Here are some notable business examples of Social Commerce:
- Betabrand: an online brand using participatory design to release new, community-created ideas every week.
- Cafepress: an online retailer of stock and user-customized on demand products.
- Etsy: an e-commerce website focused on handmade or vintage items and supplies, as well as unique factory-manufactured items under Etsy's new guidelines.
- Eventbrite: an online ticketing service that allows event organizers to plan, set up ticket sales and promote events (event management) and publish them across Facebook, Twitter and other social-networking tools directly from the site's interface.
- Groupon: a deal-of-the-day website that features discounted gift certificates usable at local or national companies.
- Houzz: a web site and online community about architecture, interior design and decorating, landscape design and home improvement.
- LivingSocial: an online marketplace that allows clients to buy and share things to do in their city.
- Lockerz: an international social commerce website based in Seattle, Washington.
- OpenSky: is a registered trademark of Harris Corporation and is the trade name for a wireless communication system, invented by M/A-COM Inc., that is now a division of Harris RF Communications.
- Pinterest: a web and mobile application company that offers a visual discovery, collection, sharing, and storage tool.
- Polyvore: a community powered social commerce website. Members curate products into a shared product index and use them to create image collages called "Sets".
- SlickDeals: a shopping forum where members post the best deals for each other, and brands advertise exclusive offers. Based in the United States.
- Solavei: a social commerce network offering contract-free mobile service in the United States.

===Facebook commerce (f-commerce)===
Facebook commerce, f-commerce, and f-comm refer to the buying and selling of goods or services through Facebook, either through Facebook directly or through the Facebook Open Graph. Until March 2010, 1.5 million businesses had pages on Facebook which were built by Facebook Markup Language (FBML).
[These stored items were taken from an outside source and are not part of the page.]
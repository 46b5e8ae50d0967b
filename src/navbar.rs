use crate::config::NavigationConfig;

pub const SCROLLED_CLASS: &str = "scrolled";
pub const HIDDEN_TRANSFORM: &str = "translateY(-100%)";
pub const SHOWN_TRANSFORM: &str = "translateY(0)";

#[derive(Clone, Copy, Debug, PartialEq, Eq)]
pub struct NavbarLook {
    pub scrolled: bool,
    pub hidden: bool,
}

impl NavbarLook {
    pub fn transform(self) -> &'static str {
        if self.hidden {
            HIDDEN_TRANSFORM
        } else {
            SHOWN_TRANSFORM
        }
    }
}

/// Remembers the previous scroll offset so each tick knows the direction.
#[derive(Clone, Debug, Default)]
pub struct NavbarState {
    last_scroll: f64,
}

impl NavbarState {
    pub fn update(&mut self, current: f64, config: &NavigationConfig) -> NavbarLook {
        let look = NavbarLook {
            scrolled: current > config.scrolled_after,
            hidden: current > self.last_scroll && current > config.hide_after,
        };
        self.last_scroll = current;
        look
    }
}

#[cfg(target_arch = "wasm32")]
pub use controller::NavbarEffects;

#[cfg(target_arch = "wasm32")]
mod controller {
    use web_sys::{Document, Event, HtmlElement, Window};

    use super::{NavbarState, SCROLLED_CLASS};
    use crate::{
        config::NavigationConfig,
        dom::{self, Listener},
        error::SiteError,
        nav::MAIN_NAV_SELECTOR,
    };

    pub struct NavbarEffects {
        _scroll: Listener,
    }

    impl NavbarEffects {
        pub fn start(
            window: &Window,
            document: &Document,
            config: &NavigationConfig,
        ) -> Result<Self, SiteError> {
            let navbar: HtmlElement =
                dom::query_as(document, MAIN_NAV_SELECTOR, "an HTML element")?;
            let mut state = NavbarState::default();
            let config = config.clone();
            let scroll_window = window.clone();

            let scroll = Listener::new(window, "scroll", move |_: Event| {
                let look = state.update(dom::scroll_y(&scroll_window), &config);
                dom::set_class(&navbar, SCROLLED_CLASS, look.scrolled);
                dom::set_style(&navbar, "transform", look.transform());
            })?;

            Ok(Self { _scroll: scroll })
        }
    }
}

#[cfg(test)]
mod tests {
    use super::*;

    #[test]
    fn scrolled_state_starts_after_threshold() {
        let config = NavigationConfig::default();
        let mut state = NavbarState::default();

        assert!(!state.update(100.0, &config).scrolled);
        assert!(state.update(101.0, &config).scrolled);
        assert!(!state.update(40.0, &config).scrolled);
    }

    #[test]
    fn hides_only_when_scrolling_down_past_threshold() {
        let config = NavigationConfig::default();
        let mut state = NavbarState::default();

        assert!(!state.update(400.0, &config).hidden);
        assert!(!state.update(500.0, &config).hidden);
        assert!(state.update(650.0, &config).hidden);
        assert!(state.update(900.0, &config).hidden);
    }

    #[test]
    fn reappears_on_any_upward_scroll() {
        let config = NavigationConfig::default();
        let mut state = NavbarState::default();
        state.update(1_200.0, &config);

        let look = state.update(1_150.0, &config);

        assert!(!look.hidden);
        assert!(look.scrolled);
        assert_eq!(look.transform(), SHOWN_TRANSFORM);
    }

    #[test]
    fn holding_still_keeps_bar_visible() {
        let config = NavigationConfig::default();
        let mut state = NavbarState::default();
        state.update(800.0, &config);

        assert!(!state.update(800.0, &config).hidden);
    }
}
A year later, in March 2011, Facebook deprecated FBML and adopted iframes. This allowed developers to gather more information about their Facebook visitors.

==History==
The "2011 Social Commerce Study" estimated that 42% of online consumers had "followed" a retailer proactively through Facebook, Twitter or the retailer's blog, and that a full one-third of shoppers said they would be likely to make a purchase directly from Facebook (35%) or Twitter (32%).

== Influencer marketing ==

Micro-influencers are designers, photographers, writers, athletes, bohemian world-wanderers, professors, or any professional who could authentically channel things that speak about a brand. It is clear that these channels have fewer followers than the average celebrity accounts, most of the time they have less than 10,000 followers (according to Georgia Hatton from Social Media Today), but the quality of the audiences tends to be better, with a higher potential for like-minded tight-knit community of shoppers eager to take recommendations from one another. This topic has been also discussed by many other organizations such as Adweek, Medium, Forbes, Brand24, and many others.